*Record set:*
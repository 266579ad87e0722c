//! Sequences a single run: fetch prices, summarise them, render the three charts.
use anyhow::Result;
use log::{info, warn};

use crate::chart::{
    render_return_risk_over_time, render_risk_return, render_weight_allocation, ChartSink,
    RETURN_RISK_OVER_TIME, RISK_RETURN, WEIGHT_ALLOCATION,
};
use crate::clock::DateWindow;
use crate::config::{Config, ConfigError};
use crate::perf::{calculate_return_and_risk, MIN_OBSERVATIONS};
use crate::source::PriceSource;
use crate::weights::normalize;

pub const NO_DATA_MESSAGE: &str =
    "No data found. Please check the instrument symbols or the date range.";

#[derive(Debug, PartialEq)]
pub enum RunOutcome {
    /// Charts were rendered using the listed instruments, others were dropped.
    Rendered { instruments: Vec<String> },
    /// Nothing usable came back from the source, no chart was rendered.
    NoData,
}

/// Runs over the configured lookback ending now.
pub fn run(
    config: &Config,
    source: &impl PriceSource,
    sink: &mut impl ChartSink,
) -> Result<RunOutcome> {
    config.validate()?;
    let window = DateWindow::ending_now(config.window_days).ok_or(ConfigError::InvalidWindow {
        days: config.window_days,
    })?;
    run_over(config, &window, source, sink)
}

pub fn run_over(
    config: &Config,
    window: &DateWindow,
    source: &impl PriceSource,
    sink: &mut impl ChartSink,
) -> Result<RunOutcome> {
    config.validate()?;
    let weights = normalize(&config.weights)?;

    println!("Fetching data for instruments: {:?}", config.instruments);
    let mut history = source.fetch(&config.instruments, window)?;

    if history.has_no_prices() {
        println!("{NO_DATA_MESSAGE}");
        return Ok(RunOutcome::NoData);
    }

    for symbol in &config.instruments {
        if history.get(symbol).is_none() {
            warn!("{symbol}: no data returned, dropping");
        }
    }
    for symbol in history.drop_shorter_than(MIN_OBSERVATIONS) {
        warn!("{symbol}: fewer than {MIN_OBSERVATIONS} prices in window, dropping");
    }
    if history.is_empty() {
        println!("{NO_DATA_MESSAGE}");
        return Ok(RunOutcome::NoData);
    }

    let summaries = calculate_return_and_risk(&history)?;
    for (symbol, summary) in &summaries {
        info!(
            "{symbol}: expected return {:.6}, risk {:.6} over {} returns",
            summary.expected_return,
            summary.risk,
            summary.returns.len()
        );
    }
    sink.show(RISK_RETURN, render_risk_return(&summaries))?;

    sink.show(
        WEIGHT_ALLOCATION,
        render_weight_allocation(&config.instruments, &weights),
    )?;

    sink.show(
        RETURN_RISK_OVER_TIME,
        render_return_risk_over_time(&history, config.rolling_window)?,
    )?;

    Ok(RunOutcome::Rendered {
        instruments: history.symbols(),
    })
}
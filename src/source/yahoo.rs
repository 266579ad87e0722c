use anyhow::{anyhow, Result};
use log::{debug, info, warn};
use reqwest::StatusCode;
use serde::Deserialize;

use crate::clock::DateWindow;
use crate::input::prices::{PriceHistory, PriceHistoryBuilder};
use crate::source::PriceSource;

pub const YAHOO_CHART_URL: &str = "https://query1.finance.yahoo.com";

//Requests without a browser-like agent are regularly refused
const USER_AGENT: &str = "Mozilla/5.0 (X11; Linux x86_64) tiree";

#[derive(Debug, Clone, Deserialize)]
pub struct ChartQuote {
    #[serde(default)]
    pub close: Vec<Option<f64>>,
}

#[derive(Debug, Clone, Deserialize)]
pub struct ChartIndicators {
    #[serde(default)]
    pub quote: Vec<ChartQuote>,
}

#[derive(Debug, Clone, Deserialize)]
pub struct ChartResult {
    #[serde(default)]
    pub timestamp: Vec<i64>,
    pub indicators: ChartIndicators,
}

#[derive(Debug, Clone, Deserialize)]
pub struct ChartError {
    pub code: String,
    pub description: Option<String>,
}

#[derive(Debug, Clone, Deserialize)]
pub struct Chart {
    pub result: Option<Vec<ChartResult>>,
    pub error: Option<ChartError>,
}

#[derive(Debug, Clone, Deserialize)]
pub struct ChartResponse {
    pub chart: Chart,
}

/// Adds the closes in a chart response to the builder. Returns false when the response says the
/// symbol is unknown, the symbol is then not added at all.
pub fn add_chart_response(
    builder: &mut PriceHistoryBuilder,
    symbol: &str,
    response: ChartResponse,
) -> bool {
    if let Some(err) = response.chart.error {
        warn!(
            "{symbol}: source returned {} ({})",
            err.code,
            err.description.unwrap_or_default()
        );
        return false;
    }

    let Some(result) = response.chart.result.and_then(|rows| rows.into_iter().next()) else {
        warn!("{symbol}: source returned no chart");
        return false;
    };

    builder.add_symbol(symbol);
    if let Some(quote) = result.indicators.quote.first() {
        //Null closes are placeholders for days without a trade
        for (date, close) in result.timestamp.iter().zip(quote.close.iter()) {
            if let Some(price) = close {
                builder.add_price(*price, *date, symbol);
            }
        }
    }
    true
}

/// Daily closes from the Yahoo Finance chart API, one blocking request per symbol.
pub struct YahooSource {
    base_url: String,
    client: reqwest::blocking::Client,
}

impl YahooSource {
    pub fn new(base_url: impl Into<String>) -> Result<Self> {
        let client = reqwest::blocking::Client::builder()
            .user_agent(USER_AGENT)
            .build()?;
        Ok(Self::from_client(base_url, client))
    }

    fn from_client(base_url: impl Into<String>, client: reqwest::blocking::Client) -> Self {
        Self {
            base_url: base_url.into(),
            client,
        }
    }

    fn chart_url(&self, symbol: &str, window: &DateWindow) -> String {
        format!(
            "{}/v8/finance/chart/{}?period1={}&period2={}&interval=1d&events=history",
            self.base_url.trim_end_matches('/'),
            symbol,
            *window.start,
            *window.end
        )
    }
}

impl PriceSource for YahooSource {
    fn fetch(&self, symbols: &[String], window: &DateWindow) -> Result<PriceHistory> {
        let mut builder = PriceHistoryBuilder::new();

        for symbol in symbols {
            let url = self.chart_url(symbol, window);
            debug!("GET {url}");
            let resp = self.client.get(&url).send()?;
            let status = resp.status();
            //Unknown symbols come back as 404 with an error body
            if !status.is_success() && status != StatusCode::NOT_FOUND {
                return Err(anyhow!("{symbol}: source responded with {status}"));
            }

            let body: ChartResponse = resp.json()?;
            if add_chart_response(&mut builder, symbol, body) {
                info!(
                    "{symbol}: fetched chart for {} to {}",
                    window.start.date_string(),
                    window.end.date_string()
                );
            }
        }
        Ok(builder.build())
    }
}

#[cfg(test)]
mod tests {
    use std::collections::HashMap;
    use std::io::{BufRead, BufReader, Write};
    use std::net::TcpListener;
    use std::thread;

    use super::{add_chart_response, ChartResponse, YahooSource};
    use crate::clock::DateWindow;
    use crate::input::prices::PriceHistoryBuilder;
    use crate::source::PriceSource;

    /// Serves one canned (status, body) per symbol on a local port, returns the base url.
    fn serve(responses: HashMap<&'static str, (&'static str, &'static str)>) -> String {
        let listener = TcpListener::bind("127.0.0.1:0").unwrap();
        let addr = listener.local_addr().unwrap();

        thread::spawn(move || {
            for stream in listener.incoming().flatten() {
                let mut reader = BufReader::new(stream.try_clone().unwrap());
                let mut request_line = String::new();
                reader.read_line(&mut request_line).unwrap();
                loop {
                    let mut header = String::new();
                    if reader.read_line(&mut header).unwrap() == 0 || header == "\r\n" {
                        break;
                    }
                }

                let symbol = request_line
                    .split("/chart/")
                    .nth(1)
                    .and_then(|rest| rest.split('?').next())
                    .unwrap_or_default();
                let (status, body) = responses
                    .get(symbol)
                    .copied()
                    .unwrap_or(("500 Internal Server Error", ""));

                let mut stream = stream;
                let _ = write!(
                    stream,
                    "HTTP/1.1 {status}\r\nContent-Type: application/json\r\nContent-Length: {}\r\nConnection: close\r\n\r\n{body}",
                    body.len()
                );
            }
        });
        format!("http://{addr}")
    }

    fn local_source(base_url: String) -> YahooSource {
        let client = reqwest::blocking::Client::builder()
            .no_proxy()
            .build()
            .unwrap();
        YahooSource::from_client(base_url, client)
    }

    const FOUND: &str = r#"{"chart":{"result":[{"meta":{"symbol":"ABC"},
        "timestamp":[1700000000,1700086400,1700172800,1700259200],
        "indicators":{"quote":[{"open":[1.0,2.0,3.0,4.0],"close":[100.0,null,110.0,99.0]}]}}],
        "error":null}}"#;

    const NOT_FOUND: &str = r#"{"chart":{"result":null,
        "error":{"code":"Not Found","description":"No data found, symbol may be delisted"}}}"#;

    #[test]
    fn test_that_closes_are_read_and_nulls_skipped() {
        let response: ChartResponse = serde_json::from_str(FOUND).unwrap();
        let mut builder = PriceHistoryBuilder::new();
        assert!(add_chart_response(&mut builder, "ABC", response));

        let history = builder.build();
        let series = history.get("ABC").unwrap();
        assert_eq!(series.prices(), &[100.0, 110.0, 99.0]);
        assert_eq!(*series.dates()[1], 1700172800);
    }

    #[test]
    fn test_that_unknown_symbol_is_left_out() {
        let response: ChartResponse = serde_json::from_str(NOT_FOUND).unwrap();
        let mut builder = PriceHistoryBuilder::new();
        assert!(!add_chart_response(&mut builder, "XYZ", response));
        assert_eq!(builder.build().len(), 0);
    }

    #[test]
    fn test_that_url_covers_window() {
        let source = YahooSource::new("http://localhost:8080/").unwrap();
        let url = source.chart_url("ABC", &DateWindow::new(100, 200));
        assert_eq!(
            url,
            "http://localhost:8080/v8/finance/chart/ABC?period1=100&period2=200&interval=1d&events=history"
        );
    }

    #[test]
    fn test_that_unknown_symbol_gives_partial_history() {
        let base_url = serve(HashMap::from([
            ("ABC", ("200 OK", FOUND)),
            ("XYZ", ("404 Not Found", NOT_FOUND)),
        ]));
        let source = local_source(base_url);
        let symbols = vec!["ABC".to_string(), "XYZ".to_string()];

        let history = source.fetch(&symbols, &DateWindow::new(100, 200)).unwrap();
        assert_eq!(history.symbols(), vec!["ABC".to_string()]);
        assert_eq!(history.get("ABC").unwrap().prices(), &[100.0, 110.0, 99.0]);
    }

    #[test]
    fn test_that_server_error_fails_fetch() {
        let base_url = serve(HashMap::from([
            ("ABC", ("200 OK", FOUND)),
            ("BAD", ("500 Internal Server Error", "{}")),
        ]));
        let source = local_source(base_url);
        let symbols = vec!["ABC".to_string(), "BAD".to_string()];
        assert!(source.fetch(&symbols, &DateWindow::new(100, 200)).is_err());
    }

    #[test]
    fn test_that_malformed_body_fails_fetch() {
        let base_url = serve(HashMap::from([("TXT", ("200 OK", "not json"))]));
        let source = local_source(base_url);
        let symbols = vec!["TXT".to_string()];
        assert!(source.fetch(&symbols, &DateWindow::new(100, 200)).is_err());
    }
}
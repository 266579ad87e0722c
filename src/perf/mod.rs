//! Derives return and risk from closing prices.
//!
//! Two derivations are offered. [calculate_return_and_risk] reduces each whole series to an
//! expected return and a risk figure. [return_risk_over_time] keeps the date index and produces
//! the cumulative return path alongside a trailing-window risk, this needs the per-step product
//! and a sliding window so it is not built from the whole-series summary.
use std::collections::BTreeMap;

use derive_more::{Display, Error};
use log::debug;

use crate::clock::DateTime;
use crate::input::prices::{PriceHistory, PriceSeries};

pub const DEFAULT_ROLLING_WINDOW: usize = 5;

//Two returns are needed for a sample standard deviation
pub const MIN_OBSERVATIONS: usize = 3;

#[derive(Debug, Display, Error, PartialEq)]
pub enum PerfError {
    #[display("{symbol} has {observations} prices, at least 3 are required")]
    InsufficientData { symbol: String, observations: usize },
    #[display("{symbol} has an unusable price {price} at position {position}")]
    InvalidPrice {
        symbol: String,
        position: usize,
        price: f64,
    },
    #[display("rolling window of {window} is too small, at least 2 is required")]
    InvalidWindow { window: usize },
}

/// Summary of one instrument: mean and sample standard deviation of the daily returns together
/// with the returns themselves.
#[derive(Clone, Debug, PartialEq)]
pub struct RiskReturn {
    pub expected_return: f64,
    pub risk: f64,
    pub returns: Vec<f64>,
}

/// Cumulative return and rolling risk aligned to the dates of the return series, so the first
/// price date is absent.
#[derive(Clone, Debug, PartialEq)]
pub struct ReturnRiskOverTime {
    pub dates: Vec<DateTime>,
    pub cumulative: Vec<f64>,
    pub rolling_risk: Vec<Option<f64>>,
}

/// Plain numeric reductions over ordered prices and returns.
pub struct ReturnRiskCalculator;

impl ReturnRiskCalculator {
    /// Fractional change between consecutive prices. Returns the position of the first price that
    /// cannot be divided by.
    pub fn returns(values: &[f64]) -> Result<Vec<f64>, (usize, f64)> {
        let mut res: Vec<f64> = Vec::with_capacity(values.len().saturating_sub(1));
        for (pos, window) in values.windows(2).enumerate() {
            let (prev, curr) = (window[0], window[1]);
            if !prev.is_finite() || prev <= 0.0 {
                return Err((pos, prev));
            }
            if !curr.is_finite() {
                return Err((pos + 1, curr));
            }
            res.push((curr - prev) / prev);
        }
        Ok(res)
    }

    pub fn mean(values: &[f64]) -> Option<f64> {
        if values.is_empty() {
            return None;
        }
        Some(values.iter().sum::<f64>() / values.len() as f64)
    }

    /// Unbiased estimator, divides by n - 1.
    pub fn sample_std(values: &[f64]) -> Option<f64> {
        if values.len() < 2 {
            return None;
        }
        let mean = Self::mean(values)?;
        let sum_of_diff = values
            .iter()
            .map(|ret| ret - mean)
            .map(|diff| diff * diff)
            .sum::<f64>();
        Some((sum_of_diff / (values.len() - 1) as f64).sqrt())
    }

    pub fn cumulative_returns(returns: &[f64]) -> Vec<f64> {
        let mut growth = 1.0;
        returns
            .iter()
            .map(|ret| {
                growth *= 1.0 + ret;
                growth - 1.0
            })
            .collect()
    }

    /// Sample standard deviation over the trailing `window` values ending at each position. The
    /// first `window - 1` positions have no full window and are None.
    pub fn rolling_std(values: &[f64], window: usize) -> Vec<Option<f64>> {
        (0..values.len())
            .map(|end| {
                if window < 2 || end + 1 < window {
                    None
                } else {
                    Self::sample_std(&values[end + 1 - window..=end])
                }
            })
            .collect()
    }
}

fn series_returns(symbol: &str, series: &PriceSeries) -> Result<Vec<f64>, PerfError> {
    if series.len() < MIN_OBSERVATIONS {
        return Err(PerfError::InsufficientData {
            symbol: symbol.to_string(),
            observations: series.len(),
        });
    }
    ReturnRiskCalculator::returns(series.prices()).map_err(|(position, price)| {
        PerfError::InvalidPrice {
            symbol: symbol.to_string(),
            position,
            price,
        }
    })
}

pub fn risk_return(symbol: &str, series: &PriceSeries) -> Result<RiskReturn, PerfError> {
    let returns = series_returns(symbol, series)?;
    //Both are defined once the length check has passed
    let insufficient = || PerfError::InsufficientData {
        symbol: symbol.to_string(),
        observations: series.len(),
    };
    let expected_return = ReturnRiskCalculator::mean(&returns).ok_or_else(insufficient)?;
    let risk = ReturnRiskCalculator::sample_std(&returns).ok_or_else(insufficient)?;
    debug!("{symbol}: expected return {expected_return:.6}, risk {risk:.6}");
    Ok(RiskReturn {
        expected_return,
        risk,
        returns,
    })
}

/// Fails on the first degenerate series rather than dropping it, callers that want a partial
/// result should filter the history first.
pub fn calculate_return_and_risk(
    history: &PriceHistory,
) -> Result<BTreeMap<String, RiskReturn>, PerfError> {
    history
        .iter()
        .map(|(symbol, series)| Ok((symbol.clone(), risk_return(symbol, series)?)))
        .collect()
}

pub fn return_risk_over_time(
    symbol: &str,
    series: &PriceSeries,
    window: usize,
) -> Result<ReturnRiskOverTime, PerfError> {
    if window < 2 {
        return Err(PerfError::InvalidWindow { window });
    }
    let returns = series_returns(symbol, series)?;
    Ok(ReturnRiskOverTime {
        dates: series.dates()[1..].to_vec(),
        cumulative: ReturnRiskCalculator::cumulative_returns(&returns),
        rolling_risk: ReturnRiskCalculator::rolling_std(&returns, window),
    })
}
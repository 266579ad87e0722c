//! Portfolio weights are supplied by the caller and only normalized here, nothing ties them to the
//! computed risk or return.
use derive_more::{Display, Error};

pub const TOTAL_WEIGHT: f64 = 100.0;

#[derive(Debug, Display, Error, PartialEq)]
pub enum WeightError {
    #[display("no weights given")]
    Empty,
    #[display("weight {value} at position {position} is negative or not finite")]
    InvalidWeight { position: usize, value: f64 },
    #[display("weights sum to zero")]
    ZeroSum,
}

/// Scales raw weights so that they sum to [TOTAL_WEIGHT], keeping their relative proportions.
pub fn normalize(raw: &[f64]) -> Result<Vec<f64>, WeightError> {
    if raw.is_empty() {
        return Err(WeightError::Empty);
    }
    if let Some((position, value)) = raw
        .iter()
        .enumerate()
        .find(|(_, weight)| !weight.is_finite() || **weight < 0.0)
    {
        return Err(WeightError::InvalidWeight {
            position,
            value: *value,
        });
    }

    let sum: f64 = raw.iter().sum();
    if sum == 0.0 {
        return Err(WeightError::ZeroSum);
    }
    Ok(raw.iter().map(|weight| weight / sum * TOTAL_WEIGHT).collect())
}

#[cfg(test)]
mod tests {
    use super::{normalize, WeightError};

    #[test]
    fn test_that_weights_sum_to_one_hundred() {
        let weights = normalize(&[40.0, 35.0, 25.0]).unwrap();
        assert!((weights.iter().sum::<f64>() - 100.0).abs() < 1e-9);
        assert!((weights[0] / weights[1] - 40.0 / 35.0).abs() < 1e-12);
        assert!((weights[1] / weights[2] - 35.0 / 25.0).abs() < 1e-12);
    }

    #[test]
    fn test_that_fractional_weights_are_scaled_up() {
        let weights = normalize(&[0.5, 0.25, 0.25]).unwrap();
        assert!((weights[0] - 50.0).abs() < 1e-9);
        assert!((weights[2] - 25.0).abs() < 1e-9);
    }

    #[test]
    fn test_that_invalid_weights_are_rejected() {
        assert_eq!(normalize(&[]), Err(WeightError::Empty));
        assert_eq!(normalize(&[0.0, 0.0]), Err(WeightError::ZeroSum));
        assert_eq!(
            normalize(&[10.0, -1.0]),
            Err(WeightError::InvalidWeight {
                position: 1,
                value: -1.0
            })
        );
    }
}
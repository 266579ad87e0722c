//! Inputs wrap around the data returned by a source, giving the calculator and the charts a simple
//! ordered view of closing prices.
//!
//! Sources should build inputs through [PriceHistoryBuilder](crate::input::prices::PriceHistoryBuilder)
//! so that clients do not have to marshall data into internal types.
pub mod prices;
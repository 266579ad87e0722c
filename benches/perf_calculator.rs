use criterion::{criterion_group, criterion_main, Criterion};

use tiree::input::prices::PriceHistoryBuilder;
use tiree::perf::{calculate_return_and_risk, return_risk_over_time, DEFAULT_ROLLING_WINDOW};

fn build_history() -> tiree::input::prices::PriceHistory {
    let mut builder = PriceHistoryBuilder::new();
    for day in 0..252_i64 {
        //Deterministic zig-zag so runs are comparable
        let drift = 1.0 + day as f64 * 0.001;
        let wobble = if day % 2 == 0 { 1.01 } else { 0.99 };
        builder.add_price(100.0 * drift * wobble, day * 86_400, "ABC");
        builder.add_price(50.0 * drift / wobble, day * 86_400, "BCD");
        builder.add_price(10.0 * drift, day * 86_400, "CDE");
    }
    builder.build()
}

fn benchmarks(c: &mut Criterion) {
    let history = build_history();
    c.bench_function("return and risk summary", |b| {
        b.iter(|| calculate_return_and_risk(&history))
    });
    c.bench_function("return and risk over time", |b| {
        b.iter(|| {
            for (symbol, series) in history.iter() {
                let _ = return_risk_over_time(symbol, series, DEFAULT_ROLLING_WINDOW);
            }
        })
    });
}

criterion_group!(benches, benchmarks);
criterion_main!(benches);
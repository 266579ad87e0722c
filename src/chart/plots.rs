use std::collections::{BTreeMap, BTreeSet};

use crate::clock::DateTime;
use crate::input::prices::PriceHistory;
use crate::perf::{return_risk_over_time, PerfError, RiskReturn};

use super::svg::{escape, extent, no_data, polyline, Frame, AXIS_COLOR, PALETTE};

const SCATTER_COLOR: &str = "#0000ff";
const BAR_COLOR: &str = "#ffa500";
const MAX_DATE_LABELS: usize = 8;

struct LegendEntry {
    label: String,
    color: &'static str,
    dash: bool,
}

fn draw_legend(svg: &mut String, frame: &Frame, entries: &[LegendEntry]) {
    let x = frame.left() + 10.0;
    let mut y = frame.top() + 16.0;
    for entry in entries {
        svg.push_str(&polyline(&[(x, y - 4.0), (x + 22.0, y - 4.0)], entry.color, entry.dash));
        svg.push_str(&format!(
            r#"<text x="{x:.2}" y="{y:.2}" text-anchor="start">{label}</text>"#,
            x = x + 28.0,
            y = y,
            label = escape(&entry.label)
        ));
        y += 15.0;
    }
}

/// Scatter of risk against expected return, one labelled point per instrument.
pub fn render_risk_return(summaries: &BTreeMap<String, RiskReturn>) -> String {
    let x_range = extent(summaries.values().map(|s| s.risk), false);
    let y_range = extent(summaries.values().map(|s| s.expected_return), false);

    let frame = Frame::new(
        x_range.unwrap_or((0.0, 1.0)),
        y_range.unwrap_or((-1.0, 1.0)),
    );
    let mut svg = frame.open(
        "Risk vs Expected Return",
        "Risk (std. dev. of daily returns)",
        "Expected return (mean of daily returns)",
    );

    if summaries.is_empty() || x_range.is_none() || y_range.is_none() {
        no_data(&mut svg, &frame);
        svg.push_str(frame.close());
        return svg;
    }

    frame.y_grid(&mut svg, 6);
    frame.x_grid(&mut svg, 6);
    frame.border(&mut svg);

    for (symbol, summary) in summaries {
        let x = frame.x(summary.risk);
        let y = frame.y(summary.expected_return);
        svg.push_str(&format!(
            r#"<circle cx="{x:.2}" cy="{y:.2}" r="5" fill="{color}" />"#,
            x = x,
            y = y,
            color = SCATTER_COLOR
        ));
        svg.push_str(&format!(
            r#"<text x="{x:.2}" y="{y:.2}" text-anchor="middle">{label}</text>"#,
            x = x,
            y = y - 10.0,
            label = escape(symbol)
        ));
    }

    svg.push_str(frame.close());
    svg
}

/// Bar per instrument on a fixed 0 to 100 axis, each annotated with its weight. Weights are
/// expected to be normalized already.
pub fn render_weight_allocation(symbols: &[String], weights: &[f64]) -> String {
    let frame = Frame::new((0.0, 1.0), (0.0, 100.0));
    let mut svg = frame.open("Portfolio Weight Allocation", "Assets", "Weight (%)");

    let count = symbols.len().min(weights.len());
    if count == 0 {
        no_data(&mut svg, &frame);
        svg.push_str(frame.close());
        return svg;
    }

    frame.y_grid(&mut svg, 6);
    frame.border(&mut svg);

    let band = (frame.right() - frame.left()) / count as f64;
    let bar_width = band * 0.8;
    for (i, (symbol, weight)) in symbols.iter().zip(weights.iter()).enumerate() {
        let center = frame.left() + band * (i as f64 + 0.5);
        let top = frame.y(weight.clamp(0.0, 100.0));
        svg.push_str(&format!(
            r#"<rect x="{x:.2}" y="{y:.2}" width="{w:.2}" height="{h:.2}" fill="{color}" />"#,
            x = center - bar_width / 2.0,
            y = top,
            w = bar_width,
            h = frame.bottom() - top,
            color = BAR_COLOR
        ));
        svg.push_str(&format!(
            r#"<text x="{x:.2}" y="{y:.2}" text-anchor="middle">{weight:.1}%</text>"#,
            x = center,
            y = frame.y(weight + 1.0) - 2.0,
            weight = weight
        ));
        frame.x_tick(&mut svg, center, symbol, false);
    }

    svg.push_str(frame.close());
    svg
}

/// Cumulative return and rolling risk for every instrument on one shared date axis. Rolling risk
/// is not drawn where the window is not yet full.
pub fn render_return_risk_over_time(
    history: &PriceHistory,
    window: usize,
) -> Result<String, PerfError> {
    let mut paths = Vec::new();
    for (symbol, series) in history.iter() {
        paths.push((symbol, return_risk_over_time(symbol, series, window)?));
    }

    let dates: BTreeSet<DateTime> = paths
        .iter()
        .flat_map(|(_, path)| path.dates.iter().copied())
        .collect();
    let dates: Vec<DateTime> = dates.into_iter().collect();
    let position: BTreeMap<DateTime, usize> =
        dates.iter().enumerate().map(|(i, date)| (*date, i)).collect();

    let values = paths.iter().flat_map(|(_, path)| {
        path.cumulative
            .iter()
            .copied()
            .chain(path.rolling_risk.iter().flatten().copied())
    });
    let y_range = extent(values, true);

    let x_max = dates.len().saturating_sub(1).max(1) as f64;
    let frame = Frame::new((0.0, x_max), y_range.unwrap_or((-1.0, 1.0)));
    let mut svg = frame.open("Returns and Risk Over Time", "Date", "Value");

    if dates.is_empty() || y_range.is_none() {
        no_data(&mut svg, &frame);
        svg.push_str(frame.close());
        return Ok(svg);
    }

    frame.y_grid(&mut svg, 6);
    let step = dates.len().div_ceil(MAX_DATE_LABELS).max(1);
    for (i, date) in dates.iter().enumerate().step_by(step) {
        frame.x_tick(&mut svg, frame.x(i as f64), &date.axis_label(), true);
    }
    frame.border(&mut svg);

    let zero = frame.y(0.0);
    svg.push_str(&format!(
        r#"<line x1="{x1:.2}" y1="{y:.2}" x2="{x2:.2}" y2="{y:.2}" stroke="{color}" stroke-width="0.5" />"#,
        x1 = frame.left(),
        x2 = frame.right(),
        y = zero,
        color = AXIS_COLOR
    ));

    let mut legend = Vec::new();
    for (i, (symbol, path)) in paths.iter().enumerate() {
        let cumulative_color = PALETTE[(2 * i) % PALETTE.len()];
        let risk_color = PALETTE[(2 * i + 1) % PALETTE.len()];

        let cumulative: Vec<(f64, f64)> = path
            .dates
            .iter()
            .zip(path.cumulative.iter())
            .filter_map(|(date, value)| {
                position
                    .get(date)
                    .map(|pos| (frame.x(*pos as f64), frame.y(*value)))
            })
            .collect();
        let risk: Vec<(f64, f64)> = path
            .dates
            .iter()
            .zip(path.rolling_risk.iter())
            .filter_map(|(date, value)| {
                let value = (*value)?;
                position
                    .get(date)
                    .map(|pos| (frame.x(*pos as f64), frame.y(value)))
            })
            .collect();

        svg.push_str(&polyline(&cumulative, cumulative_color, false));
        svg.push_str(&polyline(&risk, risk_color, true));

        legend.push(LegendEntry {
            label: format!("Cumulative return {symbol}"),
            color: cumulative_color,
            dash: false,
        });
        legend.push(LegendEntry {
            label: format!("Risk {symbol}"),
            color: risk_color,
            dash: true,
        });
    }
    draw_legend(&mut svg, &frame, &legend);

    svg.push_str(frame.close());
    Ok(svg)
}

*Problem requirements:* What lines hold the string "WeightError"? Pick them out of the data.

*Result for this exercise:*
pub enum WeightError {
pub fn normalize(raw: &[f64]) -> Result<Vec<f64>, WeightError> {
        return Err(WeightError::Empty);
        return Err(WeightError::InvalidWeight {
        return Err(WeightError::ZeroSum);
    use super::{normalize, WeightError};
        assert_eq!(normalize(&[]), Err(WeightError::Empty));
        assert_eq!(normalize(&[0.0, 0.0]), Err(WeightError::ZeroSum));
            Err(WeightError::InvalidWeight {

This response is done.